6 thoughts on “Reading a TINY version of a BIG book about a GIGANTIC whale

  1. Good question! You know, I was talking with Matt Bell the other day and he was telling me that he likes to take walks reading from his Kindle, I think. Pretty wild.

    I wonder how scrolling, as distinguished from flipping a page, facilitates reading. What are the seductive aspects of pixels on a screen versus ink on a page?

    Also, there’s something about the varying weights of books that I love. I would think that there’s a different sense of accomplishment (if that matters) after reading from a brick like Infinite Jest as a book contrasted with reading it from some e-Book reader. I also wonder, in regards to Moby Dick whether it’s easier with some e-Book reader for people to skip all of Melville’s wonderful cetological asides. Ha!

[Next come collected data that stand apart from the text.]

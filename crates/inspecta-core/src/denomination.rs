//! # Denomination Counter
//!
//! Converts a bill/coin tally into a monetary total, and keeps the running
//! inventory of the treasury vault.
//!
//! ## Denominations
//! ```text
//! ┌─────────────────────────────────────────────────────────────────────────┐
//! │  Bills: 100000  50000  20000  10000  5000  2000  1000                   │
//! │  Coins:   1000    500    200    100    50                               │
//! │                                                                         │
//! │  total = Σ count_i × value_i          (12 terms, exact, no rounding)   │
//! └─────────────────────────────────────────────────────────────────────────┘
//! ```
//!
//! The 1000 bill and the 1000 coin are tracked separately: they have the same
//! value but the vault has to hand out whichever one it physically holds.

use serde::{Deserialize, Serialize};
use ts_rs::TS;

use crate::error::{CoreError, CoreResult, ValidationError};
use crate::money::Money;
use crate::validation::{ValidationResult, MAX_AMOUNT};

// =============================================================================
// Denomination
// =============================================================================

/// Physical form of a denomination.
#[derive(Debug, Clone, Copy, PartialEq, Eq, Serialize, Deserialize, TS)]
#[ts(export)]
#[serde(rename_all = "snake_case")]
pub enum DenominationForm {
    Bill,
    Coin,
}

/// One of the twelve bill and coin values in circulation.
#[derive(Debug, Clone, Copy, PartialEq, Eq, PartialOrd, Ord, Hash, Serialize, Deserialize, TS)]
#[ts(export)]
#[serde(rename_all = "snake_case")]
pub enum Denomination {
    Bill100000,
    Bill50000,
    Bill20000,
    Bill10000,
    Bill5000,
    Bill2000,
    Bill1000,
    Coin1000,
    Coin500,
    Coin200,
    Coin100,
    Coin50,
}

impl Denomination {
    /// All denominations, largest value first (bills before coins on ties).
    pub const ALL: [Denomination; 12] = [
        Denomination::Bill100000,
        Denomination::Bill50000,
        Denomination::Bill20000,
        Denomination::Bill10000,
        Denomination::Bill5000,
        Denomination::Bill2000,
        Denomination::Bill1000,
        Denomination::Coin1000,
        Denomination::Coin500,
        Denomination::Coin200,
        Denomination::Coin100,
        Denomination::Coin50,
    ];

    /// Face value in currency units.
    pub const fn value(self) -> Money {
        Money::from_units(match self {
            Denomination::Bill100000 => 100_000,
            Denomination::Bill50000 => 50_000,
            Denomination::Bill20000 => 20_000,
            Denomination::Bill10000 => 10_000,
            Denomination::Bill5000 => 5_000,
            Denomination::Bill2000 => 2_000,
            Denomination::Bill1000 | Denomination::Coin1000 => 1_000,
            Denomination::Coin500 => 500,
            Denomination::Coin200 => 200,
            Denomination::Coin100 => 100,
            Denomination::Coin50 => 50,
        })
    }

    pub const fn form(self) -> DenominationForm {
        match self {
            Denomination::Coin1000
            | Denomination::Coin500
            | Denomination::Coin200
            | Denomination::Coin100
            | Denomination::Coin50 => DenominationForm::Coin,
            _ => DenominationForm::Bill,
        }
    }

    /// Field name in [`DenominationCount`], used in validation errors.
    pub const fn field_name(self) -> &'static str {
        match self {
            Denomination::Bill100000 => "bills_100000",
            Denomination::Bill50000 => "bills_50000",
            Denomination::Bill20000 => "bills_20000",
            Denomination::Bill10000 => "bills_10000",
            Denomination::Bill5000 => "bills_5000",
            Denomination::Bill2000 => "bills_2000",
            Denomination::Bill1000 => "bills_1000",
            Denomination::Coin1000 => "coins_1000",
            Denomination::Coin500 => "coins_500",
            Denomination::Coin200 => "coins_200",
            Denomination::Coin100 => "coins_100",
            Denomination::Coin50 => "coins_50",
        }
    }
}

// =============================================================================
// Denomination Count
// =============================================================================

/// A physical tally: how many of each bill and coin.
///
/// Counts are signed so that a bad form submission can be rejected with a
/// field-level error instead of failing to deserialize. Missing fields
/// default to zero.
#[derive(Debug, Clone, Copy, Default, PartialEq, Eq, Serialize, Deserialize, TS)]
#[ts(export)]
#[serde(default)]
pub struct DenominationCount {
    pub bills_100000: i64,
    pub bills_50000: i64,
    pub bills_20000: i64,
    pub bills_10000: i64,
    pub bills_5000: i64,
    pub bills_2000: i64,
    pub bills_1000: i64,
    pub coins_1000: i64,
    pub coins_500: i64,
    pub coins_200: i64,
    pub coins_100: i64,
    pub coins_50: i64,
}

impl DenominationCount {
    /// An all-zero tally.
    pub fn new() -> Self {
        Self::default()
    }

    /// Builder-style setter.
    ///
    /// ## Example
    /// ```rust
    /// use inspecta_core::denomination::{Denomination, DenominationCount};
    ///
    /// let count = DenominationCount::new()
    ///     .with(Denomination::Bill50000, 2)
    ///     .with(Denomination::Bill10000, 1)
    ///     .with(Denomination::Coin500, 10);
    /// assert_eq!(count.total().unwrap().units(), 115_000);
    /// ```
    pub fn with(mut self, denomination: Denomination, count: i64) -> Self {
        *self.slot_mut(denomination) = count;
        self
    }

    pub fn get(&self, denomination: Denomination) -> i64 {
        match denomination {
            Denomination::Bill100000 => self.bills_100000,
            Denomination::Bill50000 => self.bills_50000,
            Denomination::Bill20000 => self.bills_20000,
            Denomination::Bill10000 => self.bills_10000,
            Denomination::Bill5000 => self.bills_5000,
            Denomination::Bill2000 => self.bills_2000,
            Denomination::Bill1000 => self.bills_1000,
            Denomination::Coin1000 => self.coins_1000,
            Denomination::Coin500 => self.coins_500,
            Denomination::Coin200 => self.coins_200,
            Denomination::Coin100 => self.coins_100,
            Denomination::Coin50 => self.coins_50,
        }
    }

    fn slot_mut(&mut self, denomination: Denomination) -> &mut i64 {
        match denomination {
            Denomination::Bill100000 => &mut self.bills_100000,
            Denomination::Bill50000 => &mut self.bills_50000,
            Denomination::Bill20000 => &mut self.bills_20000,
            Denomination::Bill10000 => &mut self.bills_10000,
            Denomination::Bill5000 => &mut self.bills_5000,
            Denomination::Bill2000 => &mut self.bills_2000,
            Denomination::Bill1000 => &mut self.bills_1000,
            Denomination::Coin1000 => &mut self.coins_1000,
            Denomination::Coin500 => &mut self.coins_500,
            Denomination::Coin200 => &mut self.coins_200,
            Denomination::Coin100 => &mut self.coins_100,
            Denomination::Coin50 => &mut self.coins_50,
        }
    }

    /// Iterates `(denomination, count)` pairs, largest value first.
    pub fn iter(&self) -> impl Iterator<Item = (Denomination, i64)> + '_ {
        Denomination::ALL.into_iter().map(move |d| (d, self.get(d)))
    }

    /// True when every count is zero.
    pub fn is_empty(&self) -> bool {
        self.iter().all(|(_, n)| n == 0)
    }

    /// Rejects negative counts, naming the first offending denomination.
    pub fn validate(&self) -> ValidationResult<()> {
        match self.iter().find(|(_, n)| *n < 0) {
            Some((d, _)) => Err(ValidationError::Negative {
                field: d.field_name().to_string(),
            }),
            None => Ok(()),
        }
    }

    /// `Σ(count_i × value_i)` over the twelve denominations.
    ///
    /// Fails on a negative count, on overflow, or when the tally is worth
    /// more than [`MAX_AMOUNT`].
    pub fn total(&self) -> ValidationResult<Money> {
        self.validate()?;
        let total = self.iter().try_fold(Money::zero(), |acc, (d, n)| {
            d.value()
                .checked_mul(n)
                .and_then(|line| acc.checked_add(line))
                .ok_or_else(|| ValidationError::Overflow {
                    field: d.field_name().to_string(),
                })
        })?;
        if total > MAX_AMOUNT {
            return Err(ValidationError::OutOfRange {
                field: "denomination_count".to_string(),
                min: 0,
                max: MAX_AMOUNT.units(),
            });
        }
        Ok(total)
    }
}

/// DenominationCounter entry point: the total value of a tally.
pub fn total(count: &DenominationCount) -> ValidationResult<Money> {
    count.total()
}

// =============================================================================
// Vault Inventory
// =============================================================================

/// A requested denomination the vault cannot cover.
#[derive(Debug, Clone, PartialEq, Eq, Serialize, Deserialize, TS)]
#[ts(export)]
pub struct DenominationShortage {
    pub denomination: Denomination,
    pub requested: i64,
    pub available: i64,
}

/// One line of a composition: `count` pieces of `denomination`.
#[derive(Debug, Clone, PartialEq, Eq, Serialize, Deserialize, TS)]
#[ts(export)]
pub struct DenominationLine {
    pub denomination: Denomination,
    pub count: i64,
}

/// Result of trying to compose an amount from what the vault holds.
#[derive(Debug, Clone, PartialEq, Eq, Serialize, Deserialize, TS)]
#[ts(export)]
#[serde(tag = "status", rename_all = "snake_case")]
pub enum CashSuggestion {
    /// The amount can be paid out exactly with these pieces.
    Composable { lines: Vec<DenominationLine> },
    /// The vault falls short by `missing` even using everything it holds.
    Uncomposable { missing: Money },
}

/// Bills and coins currently held by the treasury vault.
///
/// Built by replaying the tallies of cash treasury movements: incoming
/// tallies add, outgoing tallies subtract.
#[derive(Debug, Clone, Copy, Default, PartialEq, Eq, Serialize, Deserialize, TS)]
#[ts(export)]
pub struct DenominationInventory {
    pub available: DenominationCount,
}

impl DenominationInventory {
    pub fn new() -> Self {
        Self::default()
    }

    pub fn deposit(&mut self, count: &DenominationCount) {
        for (d, n) in count.iter() {
            *self.available.slot_mut(d) += n;
        }
    }

    pub fn withdraw(&mut self, count: &DenominationCount) {
        for (d, n) in count.iter() {
            *self.available.slot_mut(d) -= n;
        }
    }

    /// Value of everything on hand. Counts driven negative by inconsistent
    /// history are treated as zero.
    pub fn value(&self) -> Money {
        self.available
            .iter()
            .map(|(d, n)| d.value() * n.max(0))
            .sum()
    }

    /// Every denomination where `requested` asks for more than is on hand.
    pub fn shortages(&self, requested: &DenominationCount) -> Vec<DenominationShortage> {
        requested
            .iter()
            .filter_map(|(d, want)| {
                let have = self.available.get(d).max(0);
                (want > have).then_some(DenominationShortage {
                    denomination: d,
                    requested: want,
                    available: have,
                })
            })
            .collect()
    }

    /// Composition of `amount` from what is on hand.
    ///
    /// Prefers the largest denominations and backtracks when that leaves a
    /// remainder the smaller ones cannot cover, so 60 000 from one 50 000 and
    /// three 20 000 bills comes out as three 20 000s. The search is bounded
    /// by [`SEARCH_BUDGET`] steps; past that the amount is reported as
    /// uncomposable, with `missing` taken from the greedy remainder.
    ///
    /// ## Example
    /// ```rust
    /// use inspecta_core::denomination::*;
    /// use inspecta_core::Money;
    ///
    /// let mut vault = DenominationInventory::new();
    /// vault.deposit(&DenominationCount::new()
    ///     .with(Denomination::Bill50000, 1)
    ///     .with(Denomination::Bill20000, 5));
    ///
    /// match vault.suggest(Money::from_units(90_000)) {
    ///     CashSuggestion::Composable { lines } => assert_eq!(lines.len(), 2),
    ///     other => panic!("unexpected {other:?}"),
    /// }
    /// ```
    pub fn suggest(&self, amount: Money) -> CashSuggestion {
        let stock: Vec<(Denomination, i64)> = self.available.iter().filter(|&(_, n)| n > 0).collect();

        // reach[i]: value of every piece from stock[i] on
        let mut reach = vec![0_i64; stock.len() + 1];
        for i in (0..stock.len()).rev() {
            let (d, n) = stock[i];
            reach[i] = reach[i + 1].saturating_add(d.value().units().saturating_mul(n));
        }

        let mut taken = vec![0_i64; stock.len()];
        let mut budget = SEARCH_BUDGET;
        if amount.units() >= 0 && compose(&stock, &reach, 0, amount.units(), &mut taken, &mut budget) {
            let lines = stock
                .iter()
                .zip(taken)
                .filter(|&(_, count)| count > 0)
                .map(|(&(denomination, _), count)| DenominationLine { denomination, count })
                .collect();
            return CashSuggestion::Composable { lines };
        }

        CashSuggestion::Uncomposable {
            missing: Money::from_units(greedy_remainder(&stock, amount.units())),
        }
    }

    /// Fails with `InsufficientDenominations` when `requested` cannot be
    /// paid out of the vault.
    pub fn ensure_covers(&self, requested: &DenominationCount, amount: Money) -> CoreResult<()> {
        let shortages = self.shortages(requested);
        if shortages.is_empty() {
            return Ok(());
        }
        Err(CoreError::InsufficientDenominations {
            requested: amount,
            shortages,
            suggestion: self.suggest(amount),
        })
    }
}

/// Steps [`DenominationInventory::suggest`] may spend searching.
pub const SEARCH_BUDGET: usize = 20_000;

/// Picks counts for `stock[i..]` summing to `remaining`, most of each first.
fn compose(
    stock: &[(Denomination, i64)],
    reach: &[i64],
    i: usize,
    remaining: i64,
    taken: &mut [i64],
    budget: &mut usize,
) -> bool {
    if remaining == 0 {
        return true;
    }
    if i == stock.len() || remaining > reach[i] {
        return false;
    }

    let (d, have) = stock[i];
    let value = d.value().units();
    for take in (0..=(remaining / value).min(have)).rev() {
        if *budget == 0 {
            return false;
        }
        *budget -= 1;

        let rest = remaining - take * value;
        // taking fewer only leaves more for the smaller pieces
        if rest > reach[i + 1] {
            break;
        }
        taken[i] = take;
        if compose(stock, reach, i + 1, rest, taken, budget) {
            return true;
        }
    }
    taken[i] = 0;
    false
}

fn greedy_remainder(stock: &[(Denomination, i64)], amount: i64) -> i64 {
    stock.iter().fold(amount, |remaining, &(d, have)| {
        if remaining <= 0 {
            return remaining;
        }
        let value = d.value().units();
        remaining - (remaining / value).min(have) * value
    })
}

// =============================================================================
// Unit Tests
// =============================================================================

    Speaking of Moby Dick, have you seen ; or The Whale, by Herman Melville, edited by Damion Searls? It’s Searls’s brilliant response to this other book Moby-Dick in Half the Time that chops up the book into a much distilled (to put it lightly) psychological novel. Searls’s created the text using everything cut from the excised/expurgated edition of Moby-Dick. It’s a textural tour-de-force. Excerpts here: http://damionsearls.com/melville.pdf

  2. The thing about Moby Dick you have to be prepared for (that I was not prepared for when I read it for the first time last year) is that there’s no whale stuff for the first 250 pages. The first 250 pages is a homoerotic love story between two of the shipmates, which takes place on land. Don’t get me wrong, I like homoerotic love stories, but that was not what I was looking for when I picked up Moby Dick. I wanted crazy whale tales, trouble at sea, harpooning, existential ennui, etc. Anyway, just thought I’d warn you.